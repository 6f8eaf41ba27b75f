//! 3D-to-2D projection through a posed, distorted pinhole camera.

use crate::Result;
use cv_core::{CameraIntrinsics, Distortion, Pose};
use nalgebra::{Point2, Point3};
use rayon::prelude::*;

/// Projects a single object point. Returns `None` for points on or behind
/// the camera plane.
#[inline]
pub fn project_point(
    point: &Point3<f64>,
    intrinsics: &CameraIntrinsics,
    distortion: &Distortion,
    pose: &Pose,
) -> Option<Point2<f64>> {
    let pc = pose.rotation * point.coords + pose.translation;
    if pc[2].is_nan() || pc[2] <= 1e-12 {
        return None;
    }
    let (xd, yd) = distortion.apply(pc[0] / pc[2], pc[1] / pc[2]);
    Some(Point2::new(
        intrinsics.fx * xd + intrinsics.cx,
        intrinsics.fy * yd + intrinsics.cy,
    ))
}

/// Project 3D points to 2D pixel coordinates including lens distortion.
///
/// # Errors
/// Returns error if any point is behind the camera (depth <= 0) or not finite.
pub fn project_points_with_distortion(
    object_points: &[Point3<f64>],
    intrinsics: &CameraIntrinsics,
    distortion: &Distortion,
    pose: &Pose,
) -> Result<Vec<Point2<f64>>> {
    object_points
        .par_iter()
        .map(|p| {
            project_point(p, intrinsics, distortion, pose)
                .filter(|q| q.x.is_finite() && q.y.is_finite())
                .ok_or_else(|| {
                    cv_core::Error::CalibrationError(
                        "project_points encountered non-finite or near-zero depth point"
                            .to_string(),
                    )
                })
        })
        .collect()
}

**Your goal:**
If a line in the records contains the word "Result", copy it out.

**Answer to this problem:**
use crate::Result;
) -> Result<Vec<Point2<f64>>> {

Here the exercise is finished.